Sri Lanka pressed by USTR on IP protection, GM food

posted 19-October-2009

Lanka Business | 17 Oct, 2009

Sri Lanka pressed by US on IP protection, GM food

Oct 17, 2009 (LBO) — The United States has asked Sri Lanka, ranked high for software piracy in Asia, to better enforce intellectual property rights and also lift restrictions on American imports like genetically modified food.

A visiting senior American official, Michael Delaney, assistant US Trade Representative for South Asia, said intellectual property protection was one of the concerns that figured in trade talks this week between the two sides.

"We’d like to see a strengthened focus on intellectual property protection and strengthened enforcement," he told LBO soon after talks on trade and investment between a visiting US business delegation and Sri Lankan officials.

It was the first round of talks under the US-Sri Lanka Trade and Investment Framework Agreement (TIFA) after the island’s 30-year ethnic war ended in May hen government forces defeated the Tamil Tiger separatists.

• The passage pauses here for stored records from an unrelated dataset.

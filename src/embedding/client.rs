//! Embedding provider client
//!
//! This module wraps the remote embedding API: a batch of texts goes in, one
//! fixed-length vector per text comes out. The client is constructed once from
//! configuration and injected wherever scoring is needed; there is no global
//! instance.

use crate::config::EmbeddingConfig;
use crate::EmbedError;
use serde::{Deserialize, Serialize};
use std::time::Duration;

/// Default timeout for embedding requests in seconds
const DEFAULT_TIMEOUT_SECS: u64 = 60;

/// Role hint for an embedding request
///
/// Embedding models distinguish between the corpus side and the query side of
/// a retrieval pair; the provider expects the distinction as an input type.
#[derive(Debug, Clone, Copy, PartialEq, Eq)]
pub enum EmbedRole {
    /// Text that is being indexed/scored (page contents)
    Document,
    /// Text that is searching (the user's query)
    Query,
}

impl EmbedRole {
    /// The provider's wire name for this role
    pub fn input_type(&self) -> &'static str {
        match self {
            EmbedRole::Document => "search_document",
            EmbedRole::Query => "search_query",
        }
    }
}

/// Request body for the embed endpoint
#[derive(Debug, Serialize)]
struct EmbedRequest<'a> {
    texts: &'a [String],
    model: &'a str,
    input_type: &'static str,
}

/// Response body from the embed endpoint
#[derive(Debug, Deserialize)]
struct EmbedResponse {
    embeddings: Vec<Vec<f32>>,
}

/// Client for the remote embedding API
///
/// Failures are returned to the caller as [`EmbedError`]; the client itself
/// never retries. Callers decide how to degrade (see the page analyzer, which
/// treats any embedding failure as zero relevance).
#[derive(Debug, Clone)]
pub struct EmbeddingClient {
    http: reqwest::Client,
    endpoint: String,
    model: String,
    api_key: String,
}

impl EmbeddingClient {
    /// Creates a client from embedding configuration
    ///
    /// The API key is taken from the config's inline `api-key` when present,
    /// otherwise from the environment variable named by `api-key-env`.
    ///
    /// # Arguments
    ///
    /// * `config` - The embedding provider configuration
    ///
    /// # Returns
    ///
    /// * `Ok(EmbeddingClient)` - Ready-to-use client
    /// * `Err(EmbedError)` - No API key available or HTTP client build failure
    pub fn from_config(config: &EmbeddingConfig) -> Result<Self, EmbedError> {
        let api_key = match &config.api_key {
            Some(key) => key.clone(),
            None => std::env::var(&config.api_key_env)
                .map_err(|_| EmbedError::MissingApiKey(config.api_key_env.clone()))?,
        };

        let http = reqwest::Client::builder()
            .timeout(Duration::from_secs(DEFAULT_TIMEOUT_SECS))
            .build()?;

        Ok(Self {
            http,
            endpoint: config.endpoint.clone(),
            model: config.model.clone(),
            api_key,
        })
    }

    /// Embeds a batch of texts under the given role
    ///
    /// # Arguments
    ///
    /// * `texts` - The texts to embed
    /// * `role` - Whether the texts are documents or a query
    ///
    /// # Returns
    ///
    /// One vector per input text, in input order.
    pub async fn embed(
        &self,
        texts: &[String],
        role: EmbedRole,
    ) -> Result<Vec<Vec<f32>>, EmbedError> {
        tracing::debug!(
            "Embedding {} text(s) as {} with model {}",
            texts.len(),
            role.input_type(),
            self.model
        );

        let request = EmbedRequest {
            texts,
            model: &self.model,
            input_type: role.input_type(),
        };

        let response = self
            .http
            .post(&self.endpoint)
            .bearer_auth(&self.api_key)
            .json(&request)
            .send()
            .await?;

        let status = response.status();
        if !status.is_success() {
            let message = response.text().await.unwrap_or_default();
            return Err(EmbedError::Provider {
                status: status.as_u16(),
                message,
            });
        }

        let body: EmbedResponse = response
            .json()
            .await
            .map_err(|e| EmbedError::Malformed(e.to_string()))?;

        if body.embeddings.len() != texts.len() {
            return Err(EmbedError::Malformed(format!(
                "expected {} embedding(s), got {}",
                texts.len(),
                body.embeddings.len()
            )));
        }

        tracing::trace!(
            "Received {} embedding(s) of dimension {}",
            body.embeddings.len(),
            body.embeddings.first().map(|v| v.len()).unwrap_or(0)
        );

        Ok(body.embeddings)
    }
}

Sri Lanka was ranked the second worst offender in software piracy in 2008 for the second year running in a survey of Asia by the Business Software Alliance (BSA) industry body and industry research firm IDC.

The survey published in May showed that Bangladesh was the biggest culprit in the region last year with a piracy rate of 92 percent and Sri Lanka a close second at 90 percent.

It mirrored a similar survey by BSA in 2007 which showed Bangladesh had the highest Asian piracy rate in 2007, at 92 percent, followed by Sri Lanka’s 90 percent.

Sri Lanka’s Director-General of Commerce Gomi Senadheera acknowledged the US concerns on IP rights and said the government was trying to improve enforcement.

"They had concerns with regard to IP. In the last few years we have made a lot of progress. We have the rules in place — it is enforcement that’s the issue."

Delaney also said restrictions on US imports by Sri Lanka had figured in the talks.

"There are a variety of restrictions on US imports."

These include GM food, Delaney said.

Sri Lanka introduced rules to ban GM food imports some years ago but later relaxed them after protests from importers.

Agriculture development minister Hemakumara Nanayakkara said in July this year that Sri Lanka favours GM food imports, albeit with some restrictions, and that the government was consulting US experts on allowing GM food imports and cultivation of GM crops.

Nanayakkara said imported GM food is being consumed in the island although officially it is not allowed in Sri Lanka and imports of GM food were not labelled as such.

GM crops are genetically modified to improve resistance to disease, pests or drought and improve yields, but there is a growing debate about potential harmful impacts on humans and animals.

A US embassy statement said the TIFA talks this week helped attract US private sector investment in post-war Sri Lanka which would serve to generate jobs, particularly in the conflict-affected areas of the island.

Among the issues discussed were Sri Lanka’s agricultural biotechnology policies, high import tariffs, intellectual property rights protection and transparency in government procurement, it said.